Julie Power for the Sydney Moring Herald writes
Sam Aulton's husband and young daughters weren't ready to say goodbye when the 46-year-old died in hospital last December of complications associated with breast cancer.
Instead of an undertaker ushering Ms Aulton's corpse away to a funeral home where strangers would have prepared her for cremation and the standard 45-minute chapel service three to five days later, the East Maitland family brought the rock-singer, mother and campaigner home.
About 160,000 Australians die every year, generating $1.1 billion a year for the funeral industry, including cremations and burials. About 37 per cent of the market is dominated by Invocare, which owns a range of funeral homes, crematoria and coffin businesses. Now the industry is seeing a range of new players providing greater choice, more transparent pricing, more affordable options, and the promise of doing good for others.
Last year Picaluna and Salvos Funerals did a pilot to test the affordable funeral market. They've since launched separate businesses. The Salvos promise affordable funerals – including a no-attendance, no-service cremation for $2180 – with profits reinvested back into the charity.
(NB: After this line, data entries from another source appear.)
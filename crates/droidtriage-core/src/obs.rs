//! Structured observability hooks for classification and remediation.
//!
//! Every hook emits a `debug!` or `trace!` event with an `event` field naming
//! what happened. Results never depend on whether a subscriber is installed.
//! Raw diagnostic text is never logged, only its length.

use tracing::{debug, trace};

use crate::diagnosis::{DiagnosisType, Domain};

/// Emit event: input exceeded the configured bound and was cut.
pub fn emit_input_truncated(original_chars: usize, max_chars: usize) {
    debug!(
        event = "input.truncated",
        original_chars = original_chars,
        max_chars = max_chars,
    );
}

/// Emit event: a rule's trigger won the cascade in one domain.
pub fn emit_rule_matched(domain: Domain, rule_id: &str, kind: DiagnosisType) {
    trace!(
        event = "rule.matched",
        domain = domain.as_str(),
        rule_id = %rule_id,
        kind = kind.as_str(),
    );
}

/// Emit event: a domain was skipped by the dispatcher.
pub fn emit_domain_skipped(domain: Domain, reason: &str) {
    debug!(event = "domain.skipped", domain = domain.as_str(), reason = %reason);
}

/// Emit event: the dispatcher produced a diagnosis.
pub fn emit_classified(domain: Domain, kind: DiagnosisType, input_chars: usize) {
    debug!(
        event = "diagnosis.classified",
        domain = domain.as_str(),
        kind = kind.as_str(),
        input_chars = input_chars,
    );
}

/// Emit event: no domain recognised the input.
pub fn emit_unclassified(input_chars: usize) {
    debug!(event = "diagnosis.unclassified", input_chars = input_chars);
}

/// Emit event: a remediation operation declined to generate an artifact.
pub fn emit_remediation_skipped(operation: &str, kind: DiagnosisType, reason: &str) {
    debug!(
        event = "remediation.skipped",
        operation = %operation,
        kind = kind.as_str(),
        reason = %reason,
    );
}
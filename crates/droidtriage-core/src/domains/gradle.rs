//! Build dependency, version, plugin and script rules.
//!
//! `Execution failed for task` wraps almost every build failure, so it is the
//! lowest rule here and the whole domain is dispatched after layout and compose.

use crate::diagnosis::{DiagnosisType, Domain, Language};
use crate::error::Result;
use crate::extract::{
    collect_unique, find_group, parse_count, parse_line, split_coordinate, MetadataBuilder,
    SourceLocation,
};
use crate::rules::{DomainRuleSet, Extraction, MatchRule, RuleMatch};

pub fn rule_set() -> Result<DomainRuleSet> {
    let rules = vec![
        MatchRule::new(
            "gradle.duplicate_class",
            10,
            DiagnosisType::DependencyConflict,
            r"Duplicate class\s+(?P<cls>[\w.$]+)\s+found in modules?",
            duplicate_class,
        )?
        .with_secondary(r"\(([\w.-]+:[\w.-]+:[\w.+-]+)\)")?,
        MatchRule::new(
            "gradle.conflict_with_dependency",
            20,
            DiagnosisType::VersionConflict,
            r"Conflict with dependency\s+'(?P<dep>[^']+)'(?:\s+in project\s+'(?P<project>[^']+)')?",
            version_conflict,
        )?
        .with_secondary(r"\(([\d][\w.+-]*)\)")?,
        MatchRule::new(
            "gradle.no_satisfying_version",
            21,
            DiagnosisType::VersionConflict,
            r"Cannot find a version of\s+'(?P<dep>[^']+)'\s+that satisfies the version constraints",
            version_conflict,
        )?
        .with_secondary(r"-->\s+'[^':\s]+:[^':\s]+:(?:\{strictly\s+)?([^'}\s]+)\}?'")?,
        MatchRule::new(
            "gradle.compile_sdk",
            30,
            DiagnosisType::CompileSdkTooLow,
            r"depend on it to compile against version\s+(?P<required>\d+)\s+or later|requires\s+compileSdk(?:Version)?\s+(?P<sdk>\d+)",
            compile_sdk,
        )?
        .with_secondary(r"Dependency\s+'([^']+)'\s+requires")?
        .with_secondary(r"currently compiled against\s+android-(\d+)")?,
        MatchRule::new(
            "gradle.jvm_target",
            40,
            DiagnosisType::JvmTargetMismatch,
            r"Inconsistent JVM-target compatibility detected for tasks\s+'(?P<task_a>[^']+)'\s+\((?P<target_a>[\w.]+)\)\s+and\s+'(?P<task_b>[^']+)'\s+\((?P<target_b>[\w.]+)\)|Cannot inline bytecode built with JVM target\s+(?P<inline_a>[\d.]+)\s+into bytecode that is being built with JVM target\s+(?P<inline_b>[\d.]+)|JVM target compatibility should be set to the same Java version",
            jvm_target,
        )?,
        MatchRule::new(
            "gradle.plugin_not_found",
            50,
            DiagnosisType::PluginNotFound,
            r"Plugin\s+\[id:\s*'(?P<id>[^']+)'(?:,\s*version:\s*'(?P<version>[^']+)')?[^\]]*\]\s+was not found",
            plugin_not_found,
        )?,
        MatchRule::new(
            "gradle.unresolved_dependency",
            60,
            DiagnosisType::DependencyUnresolved,
            r"Could not (?:resolve|find)\s+(?P<dep>[\w.-]+:[\w.-]+(?::[\w.+-]+)?)",
            unresolved_dependency,
        )?
        .with_secondary(r"for configuration\s+'([^']+)'")?,
        MatchRule::new(
            "gradle.build_script",
            70,
            DiagnosisType::BuildScriptError,
            r"Build file\s+'(?P<file>[^']+)'\s+line:\s*(?P<line>\d+)|Could not compile (?:build|settings) file\s+'(?P<compiled>[^']+)'|Could not find method\s+(?P<method>\w+)\(\)\s+for arguments|\.gradle(?:\.kts)?:\d+:\d+:?\s+(?:Unresolved reference|Expecting|Unexpected)",
            build_script,
        )?
        .with_secondary(r"\* What went wrong:[ \t]*\r?\n[ \t]*(.+)")?
        .with_secondary(r"(Unresolved reference:\s*\w+)")?
        .with_secondary(r"Could not find method\s+(\w+)\(\)")?,
        MatchRule::new(
            "gradle.task_failed",
            80,
            DiagnosisType::BuildTaskFailed,
            r"Execution failed for task\s+'(?P<task>[^']+)'",
            task_failed,
        )?,
    ];
    DomainRuleSet::new(Domain::Gradle, Language::Gradle, Some("gradle"), rules)
}

fn secondary_group<'a>(m: &RuleMatch<'a>, index: usize) -> Option<&'a str> {
    m.secondary(index).and_then(|re| find_group(re, m.text, 1))
}

fn secondary_all(m: &RuleMatch<'_>, index: usize) -> Vec<String> {
    m.secondary(index)
        .map(|re| collect_unique(re, m.text, 1))
        .unwrap_or_default()
}

fn duplicate_class(m: &RuleMatch<'_>) -> Extraction {
    Extraction::with_metadata(
        MetadataBuilder::new()
            .opt_str("className", m.named("cls"))
            .list("modules", secondary_all(m, 0))
            .build(),
    )
}

fn version_conflict(m: &RuleMatch<'_>) -> Extraction {
    let project = m.named("project").map(|p| p.trim_start_matches(':'));
    Extraction::with_metadata(
        MetadataBuilder::new()
            .opt_str("dependency", m.named("dep"))
            .opt_str("project", project)
            .list("versions", secondary_all(m, 0))
            .build(),
    )
}

fn compile_sdk(m: &RuleMatch<'_>) -> Extraction {
    let required = parse_count(m.named("required").or_else(|| m.named("sdk")));
    Extraction::with_metadata(
        MetadataBuilder::new()
            .opt_str("dependency", secondary_group(m, 0))
            .opt_int("requiredCompileSdk", required)
            .opt_int("currentCompileSdk", parse_count(secondary_group(m, 1)))
            .build(),
    )
}

fn jvm_target(m: &RuleMatch<'_>) -> Extraction {
    let tasks: Vec<String> = [m.named("task_a"), m.named("task_b")]
        .into_iter()
        .flatten()
        .map(str::to_string)
        .collect();
    let targets: Vec<String> = [
        m.named("target_a"),
        m.named("target_b"),
        m.named("inline_a"),
        m.named("inline_b"),
    ]
    .into_iter()
    .flatten()
    .map(str::to_string)
    .collect();
    Extraction::with_metadata(
        MetadataBuilder::new()
            .list("tasks", tasks)
            .list("targets", targets)
            .build(),
    )
}

fn plugin_not_found(m: &RuleMatch<'_>) -> Extraction {
    Extraction::with_metadata(
        MetadataBuilder::new()
            .opt_str("pluginId", m.named("id"))
            .opt_str("pluginVersion", m.named("version"))
            .build(),
    )
}

fn unresolved_dependency(m: &RuleMatch<'_>) -> Extraction {
    let dependency = m
        .named("dep")
        .map(|d| d.trim_end_matches('.'));
    let coordinate = dependency.and_then(split_coordinate);
    Extraction::with_metadata(
        MetadataBuilder::new()
            .opt_str("dependency", dependency)
            .opt_str("group", coordinate.as_ref().map(|c| c.group))
            .opt_str("artifact", coordinate.as_ref().map(|c| c.artifact))
            .opt_str("version", coordinate.as_ref().and_then(|c| c.version))
            .opt_str("configuration", secondary_group(m, 0))
            .build(),
    )
}

fn build_script(m: &RuleMatch<'_>) -> Extraction {
    let file = m.named("file").or_else(|| m.named("compiled"));
    let location = file.map(|f| SourceLocation {
        file_path: f.to_string(),
        line: parse_line(m.named("line")),
    });
    let detail = secondary_group(m, 0).or_else(|| secondary_group(m, 1));
    Extraction::with_metadata(
        MetadataBuilder::new()
            .opt_str(
                "method",
                m.named("method").or_else(|| secondary_group(m, 2)),
            )
            .opt_str("detail", detail)
            .build(),
    )
    .location(location)
}

/// `:feature:login:compileDebugKotlin` belongs to module `:feature:login`.
fn task_module(task: &str) -> Option<String> {
    let parts: Vec<&str> = task.split(':').filter(|p| !p.is_empty()).collect();
    if parts.len() < 2 {
        return None;
    }
    Some(format!(":{}", parts[..parts.len() - 1].join(":")))
}

fn task_failed(m: &RuleMatch<'_>) -> Extraction {
    let task = m.named("task");
    Extraction::with_metadata(
        MetadataBuilder::new()
            .opt_str("task", task)
            .opt_str("module", task.and_then(task_module).as_deref())
            .build(),
    )
}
Picaluna donates a percentage of its profits to charity, and runs an online portal – with funeral celebrants as guides – so bereaved families can pick and choose what they want.
In Port Kembla, the not-for-profit company Tender Funerals has also tapped a real need, organising around 50 funerals since it launched in September. Founder Jennifer Briscoe-Hough said families came to her not because it was affordable, but because it was fair.